● Exercise objective: Nothing but the line with "elf.load_program(&[1, 2, 3]).unwrap();" and the lines after it should appear, each retyped exactly as in the listing.
☆ ☆ ☆ ☆
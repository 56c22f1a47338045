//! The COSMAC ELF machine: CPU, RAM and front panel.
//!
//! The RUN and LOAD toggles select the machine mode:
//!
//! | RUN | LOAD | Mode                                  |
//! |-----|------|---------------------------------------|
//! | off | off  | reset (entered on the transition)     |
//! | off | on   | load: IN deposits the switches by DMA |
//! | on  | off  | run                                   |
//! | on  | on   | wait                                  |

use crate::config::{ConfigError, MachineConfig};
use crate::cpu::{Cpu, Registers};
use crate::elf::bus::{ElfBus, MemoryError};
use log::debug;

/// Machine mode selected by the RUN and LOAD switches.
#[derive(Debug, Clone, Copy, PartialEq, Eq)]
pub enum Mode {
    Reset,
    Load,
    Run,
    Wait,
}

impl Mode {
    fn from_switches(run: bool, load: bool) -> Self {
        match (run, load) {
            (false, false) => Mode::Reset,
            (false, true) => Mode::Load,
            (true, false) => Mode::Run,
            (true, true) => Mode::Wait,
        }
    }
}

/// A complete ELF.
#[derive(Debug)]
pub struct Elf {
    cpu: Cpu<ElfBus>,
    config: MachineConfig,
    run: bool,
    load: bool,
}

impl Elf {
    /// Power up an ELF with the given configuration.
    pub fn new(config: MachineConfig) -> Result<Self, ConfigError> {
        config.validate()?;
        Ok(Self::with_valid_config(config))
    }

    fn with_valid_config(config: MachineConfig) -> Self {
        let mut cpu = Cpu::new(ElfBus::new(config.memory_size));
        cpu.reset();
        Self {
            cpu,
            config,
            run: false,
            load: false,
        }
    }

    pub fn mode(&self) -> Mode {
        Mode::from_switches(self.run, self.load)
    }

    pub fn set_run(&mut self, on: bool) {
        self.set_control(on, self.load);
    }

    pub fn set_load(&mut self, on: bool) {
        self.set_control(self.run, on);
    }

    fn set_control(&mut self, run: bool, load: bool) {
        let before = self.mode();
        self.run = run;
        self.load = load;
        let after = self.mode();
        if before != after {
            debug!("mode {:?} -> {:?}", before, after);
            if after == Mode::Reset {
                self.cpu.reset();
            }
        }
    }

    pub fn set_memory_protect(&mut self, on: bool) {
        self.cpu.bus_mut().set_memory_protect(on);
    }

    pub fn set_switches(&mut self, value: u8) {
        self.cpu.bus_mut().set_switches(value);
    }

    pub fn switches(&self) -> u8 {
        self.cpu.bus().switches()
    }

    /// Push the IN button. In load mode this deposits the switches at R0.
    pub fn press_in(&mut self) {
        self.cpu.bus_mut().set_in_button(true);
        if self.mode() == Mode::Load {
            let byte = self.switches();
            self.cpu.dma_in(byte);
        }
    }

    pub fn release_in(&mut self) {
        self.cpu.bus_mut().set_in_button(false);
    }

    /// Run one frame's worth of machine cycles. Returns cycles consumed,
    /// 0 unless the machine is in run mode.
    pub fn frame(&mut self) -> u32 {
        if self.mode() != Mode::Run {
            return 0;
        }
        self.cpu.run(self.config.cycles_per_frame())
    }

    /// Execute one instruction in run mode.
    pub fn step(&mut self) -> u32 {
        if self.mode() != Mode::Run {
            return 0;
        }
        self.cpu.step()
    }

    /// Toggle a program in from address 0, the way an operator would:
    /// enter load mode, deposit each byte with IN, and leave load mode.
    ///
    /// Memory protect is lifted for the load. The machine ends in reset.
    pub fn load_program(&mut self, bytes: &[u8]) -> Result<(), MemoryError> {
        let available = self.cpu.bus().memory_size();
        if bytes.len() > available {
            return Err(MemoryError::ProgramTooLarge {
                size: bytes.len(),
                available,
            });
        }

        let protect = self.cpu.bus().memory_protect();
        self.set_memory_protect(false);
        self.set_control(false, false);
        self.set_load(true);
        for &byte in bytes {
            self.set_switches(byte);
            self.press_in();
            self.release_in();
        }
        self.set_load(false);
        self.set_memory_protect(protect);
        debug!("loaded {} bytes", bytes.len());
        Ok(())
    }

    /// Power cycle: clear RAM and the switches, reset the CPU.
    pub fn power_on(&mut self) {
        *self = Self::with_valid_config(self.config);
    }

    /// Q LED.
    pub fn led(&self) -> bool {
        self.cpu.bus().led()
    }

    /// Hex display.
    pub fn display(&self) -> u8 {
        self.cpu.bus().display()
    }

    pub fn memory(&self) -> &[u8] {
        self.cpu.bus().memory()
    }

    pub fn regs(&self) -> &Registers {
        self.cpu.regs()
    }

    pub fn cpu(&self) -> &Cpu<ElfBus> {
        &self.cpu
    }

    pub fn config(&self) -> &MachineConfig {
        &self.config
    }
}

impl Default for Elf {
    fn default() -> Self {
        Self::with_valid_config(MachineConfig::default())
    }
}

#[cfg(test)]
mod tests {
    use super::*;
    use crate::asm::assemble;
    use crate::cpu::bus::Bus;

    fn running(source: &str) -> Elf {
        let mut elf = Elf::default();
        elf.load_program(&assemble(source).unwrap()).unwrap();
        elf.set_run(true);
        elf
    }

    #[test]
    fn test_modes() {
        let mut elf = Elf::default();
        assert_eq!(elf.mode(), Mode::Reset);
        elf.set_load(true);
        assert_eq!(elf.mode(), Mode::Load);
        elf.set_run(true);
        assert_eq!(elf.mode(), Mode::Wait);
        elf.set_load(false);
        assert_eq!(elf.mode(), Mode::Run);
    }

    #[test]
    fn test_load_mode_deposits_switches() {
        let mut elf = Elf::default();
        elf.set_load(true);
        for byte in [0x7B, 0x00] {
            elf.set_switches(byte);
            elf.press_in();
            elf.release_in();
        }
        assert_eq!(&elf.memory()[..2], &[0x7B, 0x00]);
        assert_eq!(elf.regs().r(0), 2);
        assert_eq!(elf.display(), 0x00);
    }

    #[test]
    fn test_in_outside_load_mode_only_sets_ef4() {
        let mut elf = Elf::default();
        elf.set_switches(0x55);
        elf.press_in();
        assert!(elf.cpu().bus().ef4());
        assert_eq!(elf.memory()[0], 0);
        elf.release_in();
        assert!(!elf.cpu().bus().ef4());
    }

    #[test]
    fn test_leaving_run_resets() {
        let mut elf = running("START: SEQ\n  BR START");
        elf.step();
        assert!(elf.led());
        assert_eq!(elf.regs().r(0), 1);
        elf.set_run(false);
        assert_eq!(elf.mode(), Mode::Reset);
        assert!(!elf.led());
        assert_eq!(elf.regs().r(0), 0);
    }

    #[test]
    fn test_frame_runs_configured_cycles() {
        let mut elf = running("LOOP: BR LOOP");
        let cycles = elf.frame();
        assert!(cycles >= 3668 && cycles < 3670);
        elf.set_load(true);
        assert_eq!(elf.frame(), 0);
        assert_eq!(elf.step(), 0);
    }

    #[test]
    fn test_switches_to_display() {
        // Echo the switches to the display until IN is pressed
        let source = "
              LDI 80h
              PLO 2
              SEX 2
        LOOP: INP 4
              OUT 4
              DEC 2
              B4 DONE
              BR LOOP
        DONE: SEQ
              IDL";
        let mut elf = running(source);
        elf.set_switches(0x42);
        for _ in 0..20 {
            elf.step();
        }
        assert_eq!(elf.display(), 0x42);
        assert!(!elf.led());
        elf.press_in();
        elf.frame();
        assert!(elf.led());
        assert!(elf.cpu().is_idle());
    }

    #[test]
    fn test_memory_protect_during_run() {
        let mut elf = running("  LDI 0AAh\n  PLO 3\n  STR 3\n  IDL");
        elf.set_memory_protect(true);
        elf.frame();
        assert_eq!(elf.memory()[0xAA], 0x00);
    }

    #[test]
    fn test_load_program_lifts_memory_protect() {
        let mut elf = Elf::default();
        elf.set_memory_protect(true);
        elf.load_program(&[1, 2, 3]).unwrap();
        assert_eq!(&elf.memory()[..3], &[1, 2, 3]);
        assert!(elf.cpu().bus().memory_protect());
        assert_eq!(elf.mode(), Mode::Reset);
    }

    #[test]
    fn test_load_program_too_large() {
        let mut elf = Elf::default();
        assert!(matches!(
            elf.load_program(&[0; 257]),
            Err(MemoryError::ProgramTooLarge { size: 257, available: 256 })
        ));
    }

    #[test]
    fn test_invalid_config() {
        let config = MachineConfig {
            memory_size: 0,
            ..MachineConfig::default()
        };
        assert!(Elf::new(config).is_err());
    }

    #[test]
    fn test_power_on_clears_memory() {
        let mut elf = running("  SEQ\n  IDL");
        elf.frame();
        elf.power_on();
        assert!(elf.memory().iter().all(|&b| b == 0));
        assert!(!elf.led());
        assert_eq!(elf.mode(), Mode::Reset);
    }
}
☆ ☆ ☆ ☆
● Reply to the exercise:
        elf.load_program(&[1, 2, 3]).unwrap();
        assert_eq!(&elf.memory()[..3], &[1, 2, 3]);
        assert!(elf.cpu().bus().memory_protect());
        assert_eq!(elf.mode(), Mode::Reset);
    }

    #[test]
    fn test_load_program_too_large() {
        let mut elf = Elf::default();
        assert!(matches!(
            elf.load_program(&[0; 257]),
            Err(MemoryError::ProgramTooLarge { size: 257, available: 256 })
        ));
    }

    #[test]
    fn test_invalid_config() {
        let config = MachineConfig {
            memory_size: 0,
            ..MachineConfig::default()
        };
        assert!(Elf::new(config).is_err());
    }

    #[test]
    fn test_power_on_clears_memory() {
        let mut elf = running("  SEQ\n  IDL");
        elf.frame();
        elf.power_on();
        assert!(elf.memory().iter().all(|&b| b == 0));
        assert!(!elf.led());
        assert_eq!(elf.mode(), Mode::Reset);
    }
}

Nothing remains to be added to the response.